Los esposos Gaspar y María Vaz habían dedicado su vida a la mayor gloria de Dios y a la evangelización de los fieles. Su casa se había convertido como la casa de Betania, donde los tres hermanos, Lázaro, Marta y María acogieron muchas veces a Jesús y a los apóstoles, con gran cordialidad. También la casa de Gaspar y María acogía a menudo a los misioneros y a los cristianos para alojamiento, comida, reuniones de fieles, etc. Así como en Roma las catacumbas acogieron a los primeros cristianos perseguidos, así durante la persecución del Japón los fieles se recogían en la casa de esta familia. Pero un día un traidor los denunció ante las autoridades. Fueron arrestados junto con sacerdotes y fieles, encerrados en una dura prisión y luego condenados a muerte. También ellos subieron a la Santa Colina, Calvario de su inmolación. Por Cristo y su fe sufrieron el martirio: Gaspar fue quemado vivo, María fue decapitada. Así juntos los dos heroicos esposos de la Betania de esta tierra, alcanzaron la Betania del cielo, ejemplo sobre todo para los esposos en un plan de vida dedicado a la caridad y a la hospitalidad.

Una de las características del apostolado de los misioneros en tierras del Japón era el rodearse de activos colaboradores para el apostolado y las diversas necesidades. Los japoneses, al poseer perfectamente la lengua, conociendo las instituciones y las costumbres de los diversos lugares, eran preciosa vanguardia de los misioneros. La catequesis de niños y de los adultos en el período de catecumenado como preparación para el bautismo generalmente era confiada a catequistas japoneses. La asistencia a los enfermos en los hospitales o en las casas privadas, la ayuda a los pobres, los orfanatos para acoger a los niños abandonados o sin padres eran encomendadas a estos maravillosos cristianos, que repetían en el Japón los prodigios de los cristianos de la primitiva Iglesia.

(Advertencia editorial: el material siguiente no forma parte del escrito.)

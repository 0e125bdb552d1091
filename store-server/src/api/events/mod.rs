//! Realtime subscription endpoint (SSE)
//!
//! Admins join the broadcast channel and see all order/stock/chat
//! traffic; customers join their own channel. Missed events are not
//! replayed; clients re-fetch state on (re)connect.

use std::convert::Infallible;
use std::sync::Arc;

use axum::{
    Router,
    extract::State,
    response::sse::{Event, KeepAlive, Sse},
    routing::get,
};
use futures::Stream;
use tokio::sync::broadcast;

use shared::{Channel, StoreEvent};

use crate::auth::CurrentUser;
use crate::core::ServerState;

pub fn router() -> Router<ServerState> {
    Router::new().route("/api/events", get(subscribe))
}

async fn subscribe(
    State(state): State<ServerState>,
    CurrentUser(identity): CurrentUser,
) -> Sse<impl Stream<Item = Result<Event, Infallible>>> {
    let channel = match identity.account_ref() {
        Some(id) if !identity.is_admin() => Channel::User(id.key().to_string()),
        _ => Channel::Broadcast,
    };
    tracing::debug!(channel = %channel, "SSE client joined");
    let rx = state.hub.subscribe(&channel);
    Sse::new(event_stream(rx)).keep_alive(KeepAlive::default())
}

fn event_stream(
    rx: broadcast::Receiver<Arc<StoreEvent>>,
) -> impl Stream<Item = Result<Event, Infallible>> {
    futures::stream::unfold(rx, |mut rx| async move {
        loop {
            match rx.recv().await {
                Ok(event) => {
                    match Event::default().event(event.name()).json_data(event.as_ref()) {
                        Ok(sse) => return Some((Ok(sse), rx)),
                        Err(e) => {
                            tracing::warn!(error = %e, "Failed to encode SSE event");
                            continue;
                        }
                    }
                }
                // Buffer overrun: events were dropped, client state is
                // stale until it re-fetches. At-most-once, no replay.
                Err(broadcast::error::RecvError::Lagged(skipped)) => {
                    tracing::warn!(skipped, "SSE subscriber lagged, events dropped");
                    continue;
                }
                Err(broadcast::error::RecvError::Closed) => return None,
            }
        }
    })
}
//! Server configuration
//!
//! All settings can be overridden through environment variables:
//!
//! | Variable | Default | Description |
//! |----------|---------|-------------|
//! | DATA_DIR | (unset = in-memory) | Database directory |
//! | HTTP_PORT | 3000 | HTTP API port |
//! | ENVIRONMENT | development | Runtime environment |
//! | LOG_DIR | (unset = stdout) | Rolling log file directory |
//! | JWT_SECRET | dev secret | Token signing key |
//! | JWT_EXPIRATION_MINUTES | 1440 | Token lifetime |
//! | PAYMENT_API_URL | https://api.stripe.com | Payment gateway base URL |
//! | PAYMENT_SECRET_KEY | (unset = offline mode) | Gateway API key |
//! | CHECKOUT_SUCCESS_URL | http://localhost:5173/checkout/success | Redirect after payment |
//! | CHECKOUT_CANCEL_URL | http://localhost:5173/checkout/cancel | Redirect on abort |
//! | MAIL_API_URL | (unset = disabled) | Outbound mail endpoint |
//! | MAIL_FROM | store@localhost | Sender address |
//! | REALTIME_CHANNEL_CAPACITY | 256 | Per-channel event buffer |

const DEV_JWT_SECRET: &str = "development-only-secret-change-me";

#[derive(Debug, Clone)]
pub struct Config {
    /// Database directory. `None` runs the embedded store in memory.
    pub data_dir: Option<String>,
    /// HTTP API port
    pub http_port: u16,
    /// Runtime environment: development | staging | production
    pub environment: String,
    /// Rolling log file directory (stdout when unset)
    pub log_dir: Option<String>,
    /// JWT signing secret
    pub jwt_secret: String,
    /// JWT token lifetime in minutes
    pub jwt_expiration_minutes: i64,
    /// Payment gateway base URL
    pub payment_api_url: String,
    /// Payment gateway API key; empty switches the gateway to offline mode
    pub payment_secret_key: String,
    /// Redirect target after a successful checkout
    pub checkout_success_url: String,
    /// Redirect target after an aborted checkout
    pub checkout_cancel_url: String,
    /// Outbound mail endpoint (mailer disabled when unset)
    pub mail_api_url: Option<String>,
    /// Sender address for outbound mail
    pub mail_from: String,
    /// Buffered events per realtime channel
    pub realtime_channel_capacity: usize,
}

impl Config {
    /// Load configuration from environment variables, falling back to
    /// defaults for anything unset.
    pub fn from_env() -> Self {
        let jwt_secret = std::env::var("JWT_SECRET").unwrap_or_else(|_| {
            tracing::warn!("JWT_SECRET not set, using development secret");
            DEV_JWT_SECRET.into()
        });

        Self {
            data_dir: std::env::var("DATA_DIR").ok(),
            http_port: std::env::var("HTTP_PORT")
                .ok()
                .and_then(|p| p.parse().ok())
                .unwrap_or(3000),
            environment: std::env::var("ENVIRONMENT").unwrap_or_else(|_| "development".into()),
            log_dir: std::env::var("LOG_DIR").ok(),
            jwt_secret,
            jwt_expiration_minutes: std::env::var("JWT_EXPIRATION_MINUTES")
                .ok()
                .and_then(|v| v.parse().ok())
                .unwrap_or(1440),
            payment_api_url: std::env::var("PAYMENT_API_URL")
                .unwrap_or_else(|_| "https://api.stripe.com".into()),
            payment_secret_key: std::env::var("PAYMENT_SECRET_KEY").unwrap_or_default(),
            checkout_success_url: std::env::var("CHECKOUT_SUCCESS_URL")
                .unwrap_or_else(|_| "http://localhost:5173/checkout/success".into()),
            checkout_cancel_url: std::env::var("CHECKOUT_CANCEL_URL")
                .unwrap_or_else(|_| "http://localhost:5173/checkout/cancel".into()),
            mail_api_url: std::env::var("MAIL_API_URL").ok(),
            mail_from: std::env::var("MAIL_FROM").unwrap_or_else(|_| "store@localhost".into()),
            realtime_channel_capacity: std::env::var("REALTIME_CHANNEL_CAPACITY")
                .ok()
                .and_then(|v| v.parse().ok())
                .unwrap_or(256),
        }
    }

    /// In-memory configuration for tests and local experiments.
    pub fn ephemeral() -> Self {
        Self {
            data_dir: None,
            http_port: 0,
            environment: "test".into(),
            log_dir: None,
            jwt_secret: DEV_JWT_SECRET.into(),
            jwt_expiration_minutes: 60,
            payment_api_url: "https://api.stripe.com".into(),
            payment_secret_key: String::new(),
            checkout_success_url: "http://localhost/checkout/success".into(),
            checkout_cancel_url: "http://localhost/checkout/cancel".into(),
            mail_api_url: None,
            mail_from: "store@localhost".into(),
            realtime_channel_capacity: 64,
        }
    }
}
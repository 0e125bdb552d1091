//! Order wire types
//!
//! The server keeps its own storage models; these are the shapes that
//! cross process boundaries (API responses and realtime events). Item
//! title/price/image are snapshots taken at checkout, never live-joined.

use rust_decimal::Decimal;
use serde::{Deserialize, Serialize};

/// Order lifecycle status.
///
/// `pending → shipped → delivered`, or `→ cancelled` from any
/// non-terminal state. `Delivered` and `Cancelled` are terminal.
#[derive(Debug, Clone, Copy, PartialEq, Eq, Hash, Serialize, Deserialize)]
#[serde(rename_all = "lowercase")]
pub enum OrderStatus {
    Pending,
    Shipped,
    Delivered,
    Cancelled,
}

impl OrderStatus {
    pub fn is_terminal(self) -> bool {
        matches!(self, OrderStatus::Delivered | OrderStatus::Cancelled)
    }
}

impl std::fmt::Display for OrderStatus {
    fn fmt(&self, f: &mut std::fmt::Formatter<'_>) -> std::fmt::Result {
        let name = match self {
            OrderStatus::Pending => "pending",
            OrderStatus::Shipped => "shipped",
            OrderStatus::Delivered => "delivered",
            OrderStatus::Cancelled => "cancelled",
        };
        write!(f, "{name}")
    }
}

/// Payment state, settled by the gateway webhook.
#[derive(Debug, Clone, Copy, PartialEq, Eq, Serialize, Deserialize)]
#[serde(rename_all = "lowercase")]
pub enum PaymentStatus {
    Paid,
    Unpaid,
}

/// Snapshotted line item.
#[derive(Debug, Clone, PartialEq, Serialize, Deserialize)]
pub struct OrderItemView {
    pub product_id: String,
    pub title: String,
    pub price: Decimal,
    pub quantity: i64,
    #[serde(default)]
    pub size: Option<String>,
    #[serde(default)]
    pub color: Option<String>,
    #[serde(default)]
    pub image: Option<String>,
}

/// Order as seen by clients and realtime subscribers.
#[derive(Debug, Clone, PartialEq, Serialize, Deserialize)]
pub struct OrderView {
    pub id: String,
    pub user_id: String,
    pub reference: String,
    pub items: Vec<OrderItemView>,
    pub status: OrderStatus,
    pub payment_status: PaymentStatus,
    #[serde(default)]
    pub cancel_reason: Option<String>,
    pub total: Decimal,
    pub created_at: i64,
}
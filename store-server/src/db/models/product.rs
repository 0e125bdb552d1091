//! Product Model

use rust_decimal::Decimal;
use serde::{Deserialize, Serialize};
use surrealdb::RecordId;

use super::serde_helpers;

/// Catalog product with its live stock counter.
///
/// `stock` never goes negative: sale decrements clamp at zero.
#[derive(Debug, Clone, Serialize, Deserialize)]
pub struct Product {
    #[serde(
        default,
        with = "serde_helpers::option_record_id",
        skip_serializing_if = "Option::is_none"
    )]
    pub id: Option<RecordId>,
    pub title: String,
    #[serde(default)]
    pub description: String,
    #[serde(default)]
    pub image: String,
    pub price: Decimal,
    #[serde(default)]
    pub stock: i64,
    #[serde(default = "default_true")]
    pub is_active: bool,
    pub created_at: i64,
}

fn default_true() -> bool {
    true
}

#[derive(Debug, Clone, Serialize, Deserialize)]
pub struct ProductCreate {
    pub title: String,
    pub description: Option<String>,
    pub image: Option<String>,
    pub price: Decimal,
    pub stock: Option<i64>,
}

#[derive(Debug, Clone, Serialize, Deserialize)]
pub struct ProductUpdate {
    pub title: Option<String>,
    pub description: Option<String>,
    pub image: Option<String>,
    pub price: Option<Decimal>,
    pub stock: Option<i64>,
    pub is_active: Option<bool>,
}
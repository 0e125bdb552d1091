//! Order API Handlers

use axum::{
    Json,
    extract::{Path, Query, State},
};
use serde::{Deserialize, Serialize};

use shared::order::{OrderStatus, OrderView};

use crate::auth::{AdminUser, CurrentUser};
use crate::core::ServerState;
use crate::db::repository::order::ORDER_TABLE;
use crate::db::repository::parse_id;
use crate::orders::CheckoutItemInput;
use crate::utils::{AppError, AppResponse, AppResult, ok_with_message};

#[derive(Debug, Deserialize)]
pub struct CheckoutRequest {
    pub items: Vec<CheckoutItemInput>,
}

#[derive(Debug, Serialize)]
pub struct CheckoutResponse {
    pub order: OrderView,
    /// Gateway redirect URL
    pub checkout_url: String,
}

/// Place an order from the current cart
pub async fn checkout(
    State(state): State<ServerState>,
    CurrentUser(identity): CurrentUser,
    Json(payload): Json<CheckoutRequest>,
) -> AppResult<Json<CheckoutResponse>> {
    let outcome = state.checkout().place_order(&identity, payload.items).await?;
    Ok(Json(CheckoutResponse {
        order: outcome.order.to_view(),
        checkout_url: outcome.checkout_url,
    }))
}

#[derive(Debug, Deserialize)]
pub struct ListQuery {
    #[serde(default = "default_limit")]
    pub limit: i64,
    #[serde(default)]
    pub offset: i64,
}

fn default_limit() -> i64 {
    50
}

/// List all orders (admin console)
pub async fn list(
    State(state): State<ServerState>,
    AdminUser(_): AdminUser,
    Query(query): Query<ListQuery>,
) -> AppResult<Json<Vec<OrderView>>> {
    let orders = state
        .orders()
        .find_all(query.limit.clamp(1, 200), query.offset.max(0))
        .await?;
    Ok(Json(orders.iter().map(|o| o.to_view()).collect()))
}

/// List the calling customer's orders
pub async fn list_mine(
    State(state): State<ServerState>,
    CurrentUser(identity): CurrentUser,
) -> AppResult<Json<Vec<OrderView>>> {
    let user = identity
        .account_ref()
        .ok_or_else(|| AppError::validation("order history requires a customer account"))?;
    let orders = state.orders().find_by_user(user).await?;
    Ok(Json(orders.iter().map(|o| o.to_view()).collect()))
}

/// Get one order; customers only see their own
pub async fn get_by_id(
    State(state): State<ServerState>,
    CurrentUser(identity): CurrentUser,
    Path(id): Path<String>,
) -> AppResult<Json<OrderView>> {
    let id = parse_id(ORDER_TABLE, &id)?;
    let order = state
        .orders()
        .find_by_id(&id)
        .await?
        .ok_or_else(|| AppError::not_found(format!("Order {id} not found")))?;
    if !identity.is_admin() && identity.account_ref() != Some(&order.user) {
        return Err(AppError::forbidden("Not your order"));
    }
    Ok(Json(order.to_view()))
}

#[derive(Debug, Deserialize)]
pub struct UpdateStatusRequest {
    pub status: OrderStatus,
    #[serde(default)]
    pub cancel_reason: Option<String>,
}

/// Transition an order's status (admin)
///
/// The response message states whether stock moved.
pub async fn update_status(
    State(state): State<ServerState>,
    AdminUser(_): AdminUser,
    Path(id): Path<String>,
    Json(payload): Json<UpdateStatusRequest>,
) -> AppResult<Json<AppResponse<OrderView>>> {
    let id = parse_id(ORDER_TABLE, &id)?;
    let outcome = state
        .order_status()
        .transition(&id, payload.status, payload.cancel_reason)
        .await?;
    Ok(ok_with_message(outcome.order.to_view(), outcome.message))
}

/// Payment gateway webhook: the checkout session settled
pub async fn mark_paid(
    State(state): State<ServerState>,
    Path(id): Path<String>,
) -> AppResult<Json<OrderView>> {
    let id = parse_id(ORDER_TABLE, &id)?;
    let order = state.checkout().mark_paid(&id).await?;
    Ok(Json(order.to_view()))
}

Los mejores catequistas, los más formados espiritualmente, los que mostraban indicios de vocación, eran admitidos a la Tercera Orden o inclusive, a la Primera Orden. Y así más ligados al apostolado misionero e imbuidos del espíritu franciscano trabajaban con mayor diligencia. Entre estos catequistas y terciarios franciscanos se cuentan a Miguel Kizayemon y Lucas Kiyemon.

Miguel Kizaemon nació en Conga, de padres japoneses, los cuales desde pequeño lo abandonaron. Fue acogido por los cristianos y confiado a la Santa Infancia, donde recibió el bautismo y una educación cristiana. De joven, fue entregado a un mercader español. Más tarde pasó a la misión y fue acogido por el franciscano Padre Rojas, quien lo inició en los estudios, lo hizo su catequista, y, a petición suya, lo inscribió en la Tercera Orden franciscana. De Boniba, a donde había ido por motivos catequísticos, regresó a Nagasaki junto con su queridísimo amigo, también él activo catequista, Lucas Kiyemon, con quien trabajó para la gloria de Dios y el bien de las almas de 1618 a 1627. En tiempos de furiosa persecución religiosa, dada la pericia que tenían como carpinteros, trabajaron en la construcción de refugios para esconder y salvar a los misioneros. Por estas múltiples actividades suyas, fueron reconocidos como cristianos, arrestados y llevados a la cárcel, donde pasaron varios meses. El 16 de agosto de 1627 fueron sacados de la cárcel, llevados a Nagasaki y conducidos hasta la colina santa o monte de los mártires. Allí fueron decapitados y así, con la palma del martirio, alcanzaron la gloria del cielo.